Jornal GGN - Ontem, o ministro da Justiça Alexandre de Moraes divulgou que 10 brasileiros foram presos por supostamente planejarem ataques terroristas de olho nas Olimpíadas. As suspeitas foram levantadas a partir do monitoramento de conversas no WhatsApp e Telegram. A informação levantou a dúvida: por que a Operação Hashtag teve sucesso com o aplicativo, se uma série de investigações em primeira instância precisaram recorrer à Justiça para bloquear o WhatsApp em nível nacional e, ainda assim, não têm sucesso?

Talvez a resposta para isso seja que o Ministério da Justiça, via Polícia Federal, possui tecnologia capaz de decodificar o produto da comunicação pelo WhatsApp - que pode ser mensagem de voz e de texto. 
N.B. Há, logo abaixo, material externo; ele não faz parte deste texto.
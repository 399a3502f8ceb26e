//! Session cookie configuration.
//!
//! # Environment Variables
//!
//! - `SESSION_SECRET`: HMAC key used to sign session tokens
//! - `SESSION_TTL_SECONDS`: session lifetime (default: 604800, 7 days)
//! - `SESSION_COOKIE_NAME`: cookie name (default: `admin-session`)
//! - `SESSION_COOKIE_SECURE`: force the `Secure` attribute on or off
//!   (default: on when `APP_ENV=production`)

use std::env;
use std::fmt;

use crate::parse_bool;

pub const DEFAULT_COOKIE_NAME: &str = "admin-session";
pub const DEFAULT_TTL_SECONDS: i64 = 7 * 24 * 60 * 60;
const DEFAULT_SECRET: &str = "marquee-dev-session-secret-change-me";

#[derive(Clone)]
pub struct SessionConfig {
    pub secret: String,
    pub ttl_seconds: i64,
    pub cookie_name: String,
    pub secure_cookie: bool,
}

impl Default for SessionConfig {
    fn default() -> Self {
        Self {
            secret: DEFAULT_SECRET.to_string(),
            ttl_seconds: DEFAULT_TTL_SECONDS,
            cookie_name: DEFAULT_COOKIE_NAME.to_string(),
            secure_cookie: false,
        }
    }
}

impl SessionConfig {
    pub fn from_env() -> Self {
        Self::from_lookup(|key| env::var(key).ok())
    }

    /// Builds the config from an arbitrary key lookup, falling back to the
    /// defaults for missing or unusable values.
    pub fn from_lookup<F>(lookup: F) -> Self
    where
        F: Fn(&str) -> Option<String>,
    {
        let production = lookup("APP_ENV")
            .map(|v| v.trim().eq_ignore_ascii_case("production"))
            .unwrap_or(false);

        let secret = match lookup("SESSION_SECRET").filter(|s| !s.trim().is_empty()) {
            Some(secret) => secret,
            None => {
                if production {
                    tracing::warn!("SESSION_SECRET is not set; using the development secret");
                }
                DEFAULT_SECRET.to_string()
            }
        };

        Self {
            secret,
            ttl_seconds: lookup("SESSION_TTL_SECONDS")
                .and_then(|s| s.trim().parse::<i64>().ok())
                .filter(|ttl| *ttl > 0)
                .unwrap_or(DEFAULT_TTL_SECONDS),
            cookie_name: lookup("SESSION_COOKIE_NAME")
                .map(|s| s.trim().to_string())
                .filter(|s| !s.is_empty())
                .unwrap_or_else(|| DEFAULT_COOKIE_NAME.to_string()),
            secure_cookie: lookup("SESSION_COOKIE_SECURE")
                .and_then(|s| parse_bool(&s))
                .unwrap_or(production),
        }
    }
}

impl fmt::Debug for SessionConfig {
    fn fmt(&self, f: &mut fmt::Formatter<'_>) -> fmt::Result {
        f.debug_struct("SessionConfig")
            .field("secret", &"<redacted>")
            .field("ttl_seconds", &self.ttl_seconds)
            .field("cookie_name", &self.cookie_name)
            .field("secure_cookie", &self.secure_cookie)
            .finish()
    }
}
Em artigo publicado pelo Conjur nesta sexta (22), os especialistas Aury Lopes e Maciel Colli explicam que usar o WhatsApp em investigações não é tão fácil quanto parece. É até possível interceptar as mensagens com autorização da Justiça, mas cada usuário do aplicativo tem uma chave própria para decodificá-las, e essa chave encontra-se no aparelho celular. O WhatsApp não faz uso de uma ferramenta universal porque isso seria deixar claro a seus clientes a vulnerabilidade na comunicação.

Por isso, seria mais fácil, para efeitos de investigação, ou apreender o celular ou criar uma chave que não é a correta, num processo de "tentativa e erro". Isso, porém, exige "equipamentos avançados e levaria anos de esforços". O que "dificulta, e muito, o trabalho de sua quebra por setores periciais especializados em crimes cibernéticos."